DATASET EXCERPTS Start Marker

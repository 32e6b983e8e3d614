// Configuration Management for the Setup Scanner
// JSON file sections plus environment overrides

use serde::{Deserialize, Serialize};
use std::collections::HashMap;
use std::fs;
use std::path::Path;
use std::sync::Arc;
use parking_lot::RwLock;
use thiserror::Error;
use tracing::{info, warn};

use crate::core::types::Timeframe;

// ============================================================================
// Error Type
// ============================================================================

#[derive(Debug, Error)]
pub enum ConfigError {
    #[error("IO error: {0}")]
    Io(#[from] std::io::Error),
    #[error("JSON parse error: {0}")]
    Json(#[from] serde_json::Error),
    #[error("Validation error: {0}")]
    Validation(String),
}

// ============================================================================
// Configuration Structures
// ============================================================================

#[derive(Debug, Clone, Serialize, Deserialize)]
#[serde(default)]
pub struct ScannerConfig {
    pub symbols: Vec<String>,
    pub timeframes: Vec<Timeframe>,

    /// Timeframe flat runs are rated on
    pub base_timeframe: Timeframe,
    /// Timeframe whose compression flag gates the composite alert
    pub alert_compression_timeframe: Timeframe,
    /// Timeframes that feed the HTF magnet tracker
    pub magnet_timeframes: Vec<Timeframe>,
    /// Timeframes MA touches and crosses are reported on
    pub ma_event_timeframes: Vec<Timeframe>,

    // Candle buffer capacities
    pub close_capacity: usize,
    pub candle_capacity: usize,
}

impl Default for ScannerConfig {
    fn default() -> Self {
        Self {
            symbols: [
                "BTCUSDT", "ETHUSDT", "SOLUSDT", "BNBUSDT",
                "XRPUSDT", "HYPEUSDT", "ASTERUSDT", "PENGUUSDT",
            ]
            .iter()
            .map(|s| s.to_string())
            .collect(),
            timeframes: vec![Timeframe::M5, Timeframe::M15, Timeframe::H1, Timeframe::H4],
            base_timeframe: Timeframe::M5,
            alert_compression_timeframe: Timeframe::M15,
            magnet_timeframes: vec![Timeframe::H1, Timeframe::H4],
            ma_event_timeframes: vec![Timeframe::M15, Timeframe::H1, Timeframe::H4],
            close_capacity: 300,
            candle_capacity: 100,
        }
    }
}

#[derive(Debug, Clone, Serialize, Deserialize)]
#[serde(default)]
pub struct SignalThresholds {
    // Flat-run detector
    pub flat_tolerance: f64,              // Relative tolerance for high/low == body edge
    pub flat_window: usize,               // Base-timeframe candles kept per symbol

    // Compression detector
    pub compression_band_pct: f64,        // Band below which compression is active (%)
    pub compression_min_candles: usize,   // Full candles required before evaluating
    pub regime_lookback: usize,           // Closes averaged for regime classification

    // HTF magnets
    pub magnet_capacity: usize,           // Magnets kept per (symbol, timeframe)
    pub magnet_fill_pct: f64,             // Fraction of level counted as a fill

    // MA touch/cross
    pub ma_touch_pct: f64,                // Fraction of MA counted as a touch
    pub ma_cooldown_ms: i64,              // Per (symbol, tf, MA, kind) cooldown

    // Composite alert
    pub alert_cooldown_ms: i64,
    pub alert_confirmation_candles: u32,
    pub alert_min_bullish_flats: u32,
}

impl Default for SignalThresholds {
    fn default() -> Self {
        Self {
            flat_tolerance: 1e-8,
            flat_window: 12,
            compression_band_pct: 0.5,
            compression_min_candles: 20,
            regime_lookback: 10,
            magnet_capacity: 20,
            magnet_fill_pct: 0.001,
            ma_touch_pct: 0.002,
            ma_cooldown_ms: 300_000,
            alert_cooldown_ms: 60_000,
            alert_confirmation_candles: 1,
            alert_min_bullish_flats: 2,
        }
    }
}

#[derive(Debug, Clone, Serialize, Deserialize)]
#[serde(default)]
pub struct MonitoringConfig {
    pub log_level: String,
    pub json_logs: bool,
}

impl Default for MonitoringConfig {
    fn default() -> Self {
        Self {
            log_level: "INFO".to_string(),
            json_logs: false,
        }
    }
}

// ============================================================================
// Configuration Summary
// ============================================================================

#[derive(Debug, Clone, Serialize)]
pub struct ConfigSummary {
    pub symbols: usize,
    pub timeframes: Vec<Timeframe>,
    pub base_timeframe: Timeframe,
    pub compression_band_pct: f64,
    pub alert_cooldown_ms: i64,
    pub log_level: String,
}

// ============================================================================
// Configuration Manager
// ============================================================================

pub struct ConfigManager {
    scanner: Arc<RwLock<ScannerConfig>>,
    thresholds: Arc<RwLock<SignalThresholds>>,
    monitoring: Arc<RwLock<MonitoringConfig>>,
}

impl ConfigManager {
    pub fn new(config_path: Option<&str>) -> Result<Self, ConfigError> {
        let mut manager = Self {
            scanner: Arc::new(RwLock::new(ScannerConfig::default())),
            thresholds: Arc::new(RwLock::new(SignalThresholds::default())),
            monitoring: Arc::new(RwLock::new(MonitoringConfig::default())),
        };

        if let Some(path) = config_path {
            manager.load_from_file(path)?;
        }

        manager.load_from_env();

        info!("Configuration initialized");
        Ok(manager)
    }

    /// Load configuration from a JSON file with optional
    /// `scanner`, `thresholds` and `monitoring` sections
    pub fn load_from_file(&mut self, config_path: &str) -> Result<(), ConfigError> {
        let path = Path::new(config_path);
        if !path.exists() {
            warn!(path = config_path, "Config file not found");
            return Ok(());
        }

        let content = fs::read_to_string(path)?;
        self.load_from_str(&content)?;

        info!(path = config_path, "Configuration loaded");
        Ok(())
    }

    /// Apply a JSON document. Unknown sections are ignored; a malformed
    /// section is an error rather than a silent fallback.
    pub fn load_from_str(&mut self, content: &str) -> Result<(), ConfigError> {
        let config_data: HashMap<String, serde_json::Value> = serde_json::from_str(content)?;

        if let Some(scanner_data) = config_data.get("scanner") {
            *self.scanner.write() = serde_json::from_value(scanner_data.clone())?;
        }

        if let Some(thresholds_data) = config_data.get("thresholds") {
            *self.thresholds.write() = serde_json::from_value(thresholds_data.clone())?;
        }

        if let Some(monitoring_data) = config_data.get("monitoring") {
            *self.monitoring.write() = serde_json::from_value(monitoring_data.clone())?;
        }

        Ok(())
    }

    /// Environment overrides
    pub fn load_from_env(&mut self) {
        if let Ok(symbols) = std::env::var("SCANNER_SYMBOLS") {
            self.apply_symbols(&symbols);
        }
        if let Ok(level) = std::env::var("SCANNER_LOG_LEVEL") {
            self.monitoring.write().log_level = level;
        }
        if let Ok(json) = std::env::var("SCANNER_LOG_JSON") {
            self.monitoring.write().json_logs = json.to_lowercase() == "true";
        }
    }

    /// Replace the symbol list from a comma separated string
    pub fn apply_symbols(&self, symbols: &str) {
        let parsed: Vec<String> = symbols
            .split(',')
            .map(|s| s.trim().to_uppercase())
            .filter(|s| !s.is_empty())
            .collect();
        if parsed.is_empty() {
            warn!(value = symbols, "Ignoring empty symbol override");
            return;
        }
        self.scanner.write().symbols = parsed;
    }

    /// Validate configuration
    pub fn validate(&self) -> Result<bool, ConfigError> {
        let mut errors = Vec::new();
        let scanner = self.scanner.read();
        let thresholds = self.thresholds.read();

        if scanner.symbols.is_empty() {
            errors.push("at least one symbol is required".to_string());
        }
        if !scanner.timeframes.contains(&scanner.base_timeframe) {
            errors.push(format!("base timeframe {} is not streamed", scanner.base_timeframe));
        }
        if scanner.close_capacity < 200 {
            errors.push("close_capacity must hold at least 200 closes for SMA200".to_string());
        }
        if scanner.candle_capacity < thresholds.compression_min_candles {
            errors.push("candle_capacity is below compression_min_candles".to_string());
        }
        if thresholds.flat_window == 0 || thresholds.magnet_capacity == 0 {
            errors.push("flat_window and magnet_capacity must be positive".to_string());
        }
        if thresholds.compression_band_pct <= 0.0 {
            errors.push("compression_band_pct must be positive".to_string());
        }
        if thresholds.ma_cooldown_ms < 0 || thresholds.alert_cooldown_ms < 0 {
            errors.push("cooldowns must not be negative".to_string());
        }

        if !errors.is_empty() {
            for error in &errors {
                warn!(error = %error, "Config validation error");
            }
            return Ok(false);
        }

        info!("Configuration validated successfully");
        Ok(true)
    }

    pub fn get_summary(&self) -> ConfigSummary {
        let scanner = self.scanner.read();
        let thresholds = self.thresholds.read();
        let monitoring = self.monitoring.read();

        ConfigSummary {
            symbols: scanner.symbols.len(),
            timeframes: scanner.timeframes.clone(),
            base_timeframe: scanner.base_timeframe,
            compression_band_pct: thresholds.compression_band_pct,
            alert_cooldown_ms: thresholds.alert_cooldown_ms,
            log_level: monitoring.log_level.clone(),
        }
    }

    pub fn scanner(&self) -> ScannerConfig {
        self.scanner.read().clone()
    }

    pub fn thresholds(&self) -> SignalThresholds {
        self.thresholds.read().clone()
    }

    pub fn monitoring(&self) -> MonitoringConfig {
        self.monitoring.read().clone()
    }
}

DATASET EXCERPTS End Marker
DATASET EXCERPTS Start Marker

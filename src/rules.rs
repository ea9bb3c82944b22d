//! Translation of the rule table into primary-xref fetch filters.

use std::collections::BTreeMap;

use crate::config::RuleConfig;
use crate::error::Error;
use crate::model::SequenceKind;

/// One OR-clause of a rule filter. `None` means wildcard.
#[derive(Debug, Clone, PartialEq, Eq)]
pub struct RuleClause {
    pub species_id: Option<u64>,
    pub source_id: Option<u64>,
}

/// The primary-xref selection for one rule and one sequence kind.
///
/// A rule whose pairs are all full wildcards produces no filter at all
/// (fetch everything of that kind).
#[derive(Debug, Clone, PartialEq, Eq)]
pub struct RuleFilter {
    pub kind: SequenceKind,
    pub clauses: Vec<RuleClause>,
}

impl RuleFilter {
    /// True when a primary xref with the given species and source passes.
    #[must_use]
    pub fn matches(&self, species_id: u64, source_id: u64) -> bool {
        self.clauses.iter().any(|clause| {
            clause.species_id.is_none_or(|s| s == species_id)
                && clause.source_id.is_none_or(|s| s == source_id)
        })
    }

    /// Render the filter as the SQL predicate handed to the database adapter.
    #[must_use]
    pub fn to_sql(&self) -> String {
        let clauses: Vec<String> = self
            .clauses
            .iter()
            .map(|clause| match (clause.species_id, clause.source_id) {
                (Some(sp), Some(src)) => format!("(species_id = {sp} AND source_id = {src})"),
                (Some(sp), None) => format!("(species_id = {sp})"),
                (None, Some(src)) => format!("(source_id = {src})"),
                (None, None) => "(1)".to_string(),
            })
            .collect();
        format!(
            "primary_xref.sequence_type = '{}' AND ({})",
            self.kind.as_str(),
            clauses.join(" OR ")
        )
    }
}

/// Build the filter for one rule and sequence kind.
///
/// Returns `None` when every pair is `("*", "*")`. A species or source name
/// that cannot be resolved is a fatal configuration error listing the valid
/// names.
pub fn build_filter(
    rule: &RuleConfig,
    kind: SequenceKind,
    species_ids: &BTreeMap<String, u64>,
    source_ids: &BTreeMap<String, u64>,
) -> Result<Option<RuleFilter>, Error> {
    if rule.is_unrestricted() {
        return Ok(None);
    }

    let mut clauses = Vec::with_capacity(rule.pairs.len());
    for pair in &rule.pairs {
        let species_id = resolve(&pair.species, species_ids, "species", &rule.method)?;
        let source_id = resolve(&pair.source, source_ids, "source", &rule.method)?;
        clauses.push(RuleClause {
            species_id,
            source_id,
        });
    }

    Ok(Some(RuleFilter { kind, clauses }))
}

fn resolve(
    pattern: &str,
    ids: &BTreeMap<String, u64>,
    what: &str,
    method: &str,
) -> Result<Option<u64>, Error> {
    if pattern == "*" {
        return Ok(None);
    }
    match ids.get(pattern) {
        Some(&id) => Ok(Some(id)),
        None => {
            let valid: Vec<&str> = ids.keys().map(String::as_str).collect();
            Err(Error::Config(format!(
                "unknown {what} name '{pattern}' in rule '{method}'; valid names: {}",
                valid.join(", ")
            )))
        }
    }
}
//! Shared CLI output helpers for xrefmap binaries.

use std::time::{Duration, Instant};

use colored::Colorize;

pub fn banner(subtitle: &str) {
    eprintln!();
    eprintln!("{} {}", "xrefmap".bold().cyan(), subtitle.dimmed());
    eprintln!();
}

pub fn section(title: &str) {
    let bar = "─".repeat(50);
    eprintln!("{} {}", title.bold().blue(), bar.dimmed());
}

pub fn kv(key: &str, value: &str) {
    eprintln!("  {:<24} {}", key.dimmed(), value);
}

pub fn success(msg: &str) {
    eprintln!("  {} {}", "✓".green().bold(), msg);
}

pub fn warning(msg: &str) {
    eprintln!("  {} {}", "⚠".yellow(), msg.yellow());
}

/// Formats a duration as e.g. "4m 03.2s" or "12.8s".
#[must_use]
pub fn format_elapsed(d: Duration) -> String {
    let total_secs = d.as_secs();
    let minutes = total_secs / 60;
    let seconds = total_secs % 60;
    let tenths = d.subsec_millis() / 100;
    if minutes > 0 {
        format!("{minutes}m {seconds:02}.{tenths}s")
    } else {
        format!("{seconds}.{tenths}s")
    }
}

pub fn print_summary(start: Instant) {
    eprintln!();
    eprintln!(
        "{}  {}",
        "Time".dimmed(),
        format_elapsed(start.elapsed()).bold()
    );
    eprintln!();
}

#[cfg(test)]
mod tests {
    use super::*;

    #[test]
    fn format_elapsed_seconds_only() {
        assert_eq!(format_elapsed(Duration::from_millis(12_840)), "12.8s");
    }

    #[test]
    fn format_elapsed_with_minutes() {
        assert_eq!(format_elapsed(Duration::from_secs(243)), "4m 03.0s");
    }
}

DATASET EXCERPTS End Marker
DATASET EXCERPTS Start Marker

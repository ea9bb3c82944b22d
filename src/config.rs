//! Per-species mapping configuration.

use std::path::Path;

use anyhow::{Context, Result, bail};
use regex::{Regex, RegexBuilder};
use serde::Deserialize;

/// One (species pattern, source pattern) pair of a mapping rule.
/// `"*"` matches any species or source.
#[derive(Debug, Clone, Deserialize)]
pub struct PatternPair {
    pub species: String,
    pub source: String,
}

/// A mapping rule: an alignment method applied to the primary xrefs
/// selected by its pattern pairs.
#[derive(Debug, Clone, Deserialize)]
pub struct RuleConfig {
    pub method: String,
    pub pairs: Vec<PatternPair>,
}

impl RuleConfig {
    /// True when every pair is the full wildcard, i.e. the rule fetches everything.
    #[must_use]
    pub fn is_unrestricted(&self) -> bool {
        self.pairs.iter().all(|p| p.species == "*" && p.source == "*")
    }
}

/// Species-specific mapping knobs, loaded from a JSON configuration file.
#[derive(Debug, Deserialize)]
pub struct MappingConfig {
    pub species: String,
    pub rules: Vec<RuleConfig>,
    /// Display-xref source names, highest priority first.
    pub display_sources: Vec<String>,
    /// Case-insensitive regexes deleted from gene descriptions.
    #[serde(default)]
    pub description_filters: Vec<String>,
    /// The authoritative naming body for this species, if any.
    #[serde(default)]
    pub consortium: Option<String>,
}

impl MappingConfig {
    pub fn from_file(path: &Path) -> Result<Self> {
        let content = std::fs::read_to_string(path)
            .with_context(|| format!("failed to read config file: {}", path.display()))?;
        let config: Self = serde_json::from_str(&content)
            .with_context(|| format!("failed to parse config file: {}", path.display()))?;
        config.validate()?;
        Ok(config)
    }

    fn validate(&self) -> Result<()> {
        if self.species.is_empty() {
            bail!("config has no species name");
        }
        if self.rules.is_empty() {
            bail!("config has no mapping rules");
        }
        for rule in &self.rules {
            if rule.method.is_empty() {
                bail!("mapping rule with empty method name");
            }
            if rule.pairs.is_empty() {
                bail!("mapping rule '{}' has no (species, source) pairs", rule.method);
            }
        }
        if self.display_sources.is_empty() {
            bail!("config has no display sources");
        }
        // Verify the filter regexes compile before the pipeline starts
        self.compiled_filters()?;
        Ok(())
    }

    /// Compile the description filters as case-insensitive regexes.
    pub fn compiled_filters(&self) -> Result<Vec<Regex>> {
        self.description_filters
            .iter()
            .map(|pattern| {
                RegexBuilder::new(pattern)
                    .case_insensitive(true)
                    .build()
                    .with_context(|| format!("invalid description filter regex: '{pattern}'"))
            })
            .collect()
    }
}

DATASET EXCERPTS End Marker

EXERCISE DETAILS: Copy each line from the records above that includes the string "when".

SOLUTION TO THE EXERCISE:
    /// True when a primary xref with the given species and source passes.
/// Returns `None` when every pair is `("*", "*")`. A species or source name
    /// True when every pair is the full wildcard, i.e. the rule fetches everything.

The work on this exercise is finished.